**Task prompt:** The lines to be copied are those below that contain "ProductDraft".

**Exercise input:**
# # # # # # #

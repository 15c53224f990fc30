//! Product catalog business logic - Handles all product-related operations.
//!
//! The catalog only validates and stores products. Quota checks live in the
//! session, which consults [`crate::core::quota`] before calling
//! [`ProductCatalog::add_product`].

use crate::{
    entities::{Product, ProductDraft},
    errors::{Error, Result},
};

/// In-memory collection of products.
#[derive(Debug, Clone, Default)]
pub struct ProductCatalog {
    items: Vec<Product>,
    next_id: u64,
}

impl ProductCatalog {
    /// Empty catalog.
    #[must_use]
    pub fn new() -> Self {
        Self::default()
    }

    /// Validates and stores a new product.
    ///
    /// # Errors
    /// Returns [`Error::Validation`] if the draft breaks a product invariant.
    pub fn add_product(&mut self, draft: ProductDraft) -> Result<&Product> {
        let product = Product::from_draft(self.next_id + 1, draft)?;
        self.next_id += 1;

        let index = self.items.len();
        self.items.push(product);
        Ok(&self.items[index])
    }

    /// Removes a product and hands it back.
    ///
    /// # Errors
    /// Returns [`Error::ProductNotFound`] if no product has this id.
    pub fn remove_product(&mut self, id: u64) -> Result<Product> {
        let position = self
            .items
            .iter()
            .position(|product| product.id() == id)
            .ok_or(Error::ProductNotFound { id })?;
        Ok(self.items.remove(position))
    }

    /// Sets a new target margin; derived prices follow automatically.
    ///
    /// # Errors
    /// Returns [`Error::ProductNotFound`] for an unknown id and
    /// [`Error::Validation`] for a non-finite margin.
    pub fn reprice_product(&mut self, id: u64, margin_percent: f64) -> Result<&Product> {
        let product = self
            .items
            .iter_mut()
            .find(|product| product.id() == id)
            .ok_or(Error::ProductNotFound { id })?;
        product.set_margin_percent(margin_percent)?;
        Ok(product)
    }

    /// Looks a product up by id.
    #[must_use]
    pub fn get(&self, id: u64) -> Option<&Product> {
        self.items.iter().find(|product| product.id() == id)
    }

    /// Products in insertion order.
    pub fn iter(&self) -> impl Iterator<Item = &Product> {
        self.items.iter()
    }

    /// Number of products, as counted by the quota.
    #[must_use]
    pub fn len(&self) -> usize {
        self.items.len()
    }

    /// Whether the catalog holds nothing.
    #[must_use]
    pub fn is_empty(&self) -> bool {
        self.items.is_empty()
    }
}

# # # # # # #

**Solution to this problem:**
    entities::{Product, ProductDraft},
    pub fn add_product(&mut self, draft: ProductDraft) -> Result<&Product> {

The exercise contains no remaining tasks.